- [What you need to do]
In the lines below, look for "Pass". Copy each line where it appears.

- [Items from a data source]
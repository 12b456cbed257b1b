use indexmap::IndexMap;

use crate::error::FlattenError;
use crate::overrides::TitleOverrides;
use crate::parse::parameter::{Parameter, ParameterLocation};
use crate::parse::response::Response;
use crate::parse::schema::{ObjectNode, RefNode, SchemaNode};
use crate::parse::spec::SwaggerSpec;

use super::alias::collapse_aliases;
use super::dedup::DefinitionIndex;

/// Options controlling a flatten run.
#[derive(Debug, Clone, Default)]
pub struct FlattenOptions {
    /// Operator-supplied titles applied to selected schema nodes before
    /// the walk starts.
    pub title_overrides: Option<TitleOverrides>,
}

/// Normalize the document in place: every inline object shape nested inside
/// a body parameter, a response, or a named definition is lifted into the
/// definitions table and replaced with a reference, and alias chains in the
/// table are collapsed down to their real content.
pub fn flatten(spec: &mut SwaggerSpec) -> Result<(), FlattenError> {
    flatten_with_options(spec, &FlattenOptions::default())
}

/// Flatten with explicit options.
pub fn flatten_with_options(
    spec: &mut SwaggerSpec,
    options: &FlattenOptions,
) -> Result<(), FlattenError> {
    if let Some(overrides) = &options.title_overrides {
        overrides.apply(spec);
    }

    let SwaggerSpec {
        paths, definitions, ..
    } = spec;
    let mut index = DefinitionIndex::new(definitions);

    // Pass 1: operations, body parameters before responses.
    for (path_name, item) in paths.iter_mut() {
        for (_, operation) in item.operations_mut() {
            for parameter in &mut operation.parameters {
                flatten_body_parameter(&mut index, parameter, path_name);
            }
            for (status, response) in operation.responses.iter_mut() {
                flatten_response(&mut index, response, status, path_name);
            }
        }
    }

    // Pass 2: collapse definitions that are bare aliases.
    collapse_aliases(index.definitions_mut())?;

    // Pass 3: shapes nested inside named definitions.
    flatten_definitions(&mut index);

    Ok(())
}

fn flatten_body_parameter(
    index: &mut DefinitionIndex,
    parameter: &mut Parameter,
    path_name: &str,
) {
    if parameter.location != ParameterLocation::Body {
        return;
    }
    let Some(schema) = parameter.schema.as_mut() else {
        return;
    };
    match schema {
        SchemaNode::Object(object) if object.properties.is_some() => {
            if let Some(properties) = object.properties.as_mut() {
                flatten_properties(index, properties, path_name);
            }
            // The whole body object moves into the definitions table,
            // title included; only the property-site required flag stays
            // behind.
            let mut definition = object.clone();
            definition.required = false;
            let definition = SchemaNode::Object(definition);
            let name = match index.find_equivalent(&definition) {
                Some(existing) => existing.to_string(),
                None => {
                    let candidate = index.resolve_name(object.title.as_deref(), &parameter.name);
                    index.insert_generated(&candidate, definition)
                }
            };
            *schema = SchemaNode::Reference(RefNode::new(name));
        }
        SchemaNode::Array(array) => {
            let mut replacement = None;
            if let Some(SchemaNode::Object(object)) = array.items.as_deref_mut() {
                if object.properties.is_some() {
                    if let Some(properties) = object.properties.as_mut() {
                        flatten_properties(index, properties, path_name);
                    }
                    replacement = Some(lift_object_property(index, object, &parameter.name, false));
                }
            }
            if let Some(reference) = replacement {
                array.items = Some(Box::new(SchemaNode::Reference(reference)));
            }
        }
        _ => {}
    }
}

fn flatten_response(
    index: &mut DefinitionIndex,
    response: &mut Response,
    status: &str,
    path_name: &str,
) {
    let Some(schema) = response.schema.as_mut() else {
        return;
    };
    let hint = format!("inline_response_{status}");
    match schema {
        SchemaNode::Object(object) if object.properties.is_some() => {
            let reference = lift_object_property(index, object, &hint, true);
            *schema = SchemaNode::Reference(reference);
        }
        SchemaNode::Array(array) => {
            let mut replacement = None;
            if let Some(SchemaNode::Object(object)) = array.items.as_deref_mut() {
                if object.properties.is_some() {
                    if let Some(properties) = object.properties.as_mut() {
                        flatten_properties(index, properties, path_name);
                    }
                    replacement = Some(lift_object_property(index, object, &hint, true));
                }
            }
            if let Some(reference) = replacement {
                array.items = Some(Box::new(SchemaNode::Reference(reference)));
            }
        }
        SchemaNode::Map(map) => {
            let mut replacement = None;
            if let SchemaNode::Object(object) = map.values.as_mut() {
                if object.properties.is_some() {
                    if let Some(properties) = object.properties.as_mut() {
                        flatten_properties(index, properties, path_name);
                    }
                    replacement = Some(lift_object_property(index, object, &hint, false));
                }
            }
            if let Some(reference) = replacement {
                *map.values = SchemaNode::Reference(reference);
            }
        }
        _ => {}
    }
}

/// Flatten every entry of the definitions table over a key snapshot, so
/// definitions lifted along the way are not themselves revisited.
fn flatten_definitions(index: &mut DefinitionIndex) {
    let names: Vec<String> = index.definitions_mut().keys().cloned().collect();
    for name in names {
        let Some(mut definition) = index.definitions_mut().get(&name).cloned() else {
            continue;
        };
        match &mut definition {
            SchemaNode::Object(object) => {
                if let Some(properties) = object.properties.as_mut() {
                    flatten_properties(index, properties, &name);
                }
            }
            SchemaNode::Array(array) => {
                let mut replacement = None;
                if let Some(SchemaNode::Object(object)) = array.items.as_deref_mut() {
                    if object.properties.is_some() {
                        replacement = Some(lift_object_property(
                            index,
                            object,
                            &format!("{name}_inner"),
                            false,
                        ));
                    }
                }
                if let Some(reference) = replacement {
                    array.items = Some(Box::new(SchemaNode::Reference(reference)));
                }
            }
            SchemaNode::Composed(composed) => {
                // Only the inline child's nested properties are lifted; the
                // composed container itself stays.
                if let Some(object) = composed.child_mut() {
                    if let Some(properties) = object.properties.as_mut() {
                        flatten_properties(index, properties, &name);
                    }
                }
            }
            _ => {}
        }
        index.definitions_mut().insert(name, definition);
    }
}

/// Flatten one property map. Inline object properties are lifted and
/// replaced by references; object-shaped array items and map values are
/// lifted in place. Direct property replacements are staged during the scan
/// and applied afterwards, so the map is never rewritten mid-iteration.
fn flatten_properties(
    index: &mut DefinitionIndex,
    properties: &mut IndexMap<String, SchemaNode>,
    path: &str,
) {
    let mut staged: Vec<(String, RefNode)> = Vec::new();

    for (key, node) in properties.iter_mut() {
        match node {
            SchemaNode::Object(object) if object.properties.is_some() => {
                let reference =
                    lift_object_property(index, object, &format!("{path}_{key}"), false);
                staged.push((key.clone(), reference));
            }
            SchemaNode::Array(array) => {
                let mut replacement = None;
                if let Some(SchemaNode::Object(object)) = array.items.as_deref_mut() {
                    if object.properties.is_some() {
                        if let Some(nested) = object.properties.as_mut() {
                            flatten_properties(index, nested, path);
                        }
                        replacement = Some(lift_object_property(
                            index,
                            object,
                            &format!("{path}_{key}"),
                            false,
                        ));
                    }
                }
                if let Some(reference) = replacement {
                    array.items = Some(Box::new(SchemaNode::Reference(reference)));
                }
            }
            SchemaNode::Map(map) => {
                let mut replacement = None;
                if let SchemaNode::Object(object) = map.values.as_mut() {
                    if object.properties.is_some() {
                        if let Some(nested) = object.properties.as_mut() {
                            flatten_properties(index, nested, path);
                        }
                        replacement = Some(lift_object_property(
                            index,
                            object,
                            &format!("{path}_{key}"),
                            false,
                        ));
                    }
                }
                if let Some(reference) = replacement {
                    *map.values = SchemaNode::Reference(reference);
                }
            }
            _ => {}
        }
    }

    for (key, reference) in staged {
        properties.insert(key, SchemaNode::Reference(reference));
    }
}

/// Lift an inline object into a named definition, returning the reference
/// that replaces it.
///
/// The stored definition keeps the object's descriptive metadata but not
/// its title (consumed by naming) or its required flag (which belongs to
/// the property site); the returned reference carries that flag instead.
/// Nested properties are flattened under the resolved name before the
/// dedup check, so structurally identical shapes compare equal.
fn lift_object_property(
    index: &mut DefinitionIndex,
    object: &ObjectNode,
    hint: &str,
    from_response: bool,
) -> RefNode {
    let resolved = index.resolve_name(object.title.as_deref(), hint);

    let mut definition = ObjectNode {
        title: None,
        description: object.description.clone(),
        example: object.example.clone(),
        xml: object.xml.clone(),
        properties: object.properties.clone(),
        required: false,
    };
    if let Some(properties) = definition.properties.as_mut() {
        flatten_properties(index, properties, &resolved);
    }

    let definition = SchemaNode::Object(definition);
    let name = match index.find_equivalent(&definition) {
        Some(existing) => existing.to_string(),
        None => index.insert_generated(&resolved, definition),
    };

    RefNode {
        target: name,
        required: object.required,
        from_response,
    }
}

- [Exercise solution]
    // Pass 1: operations, body parameters before responses.
    // Pass 2: collapse definitions that are bare aliases.
    // Pass 3: shapes nested inside named definitions.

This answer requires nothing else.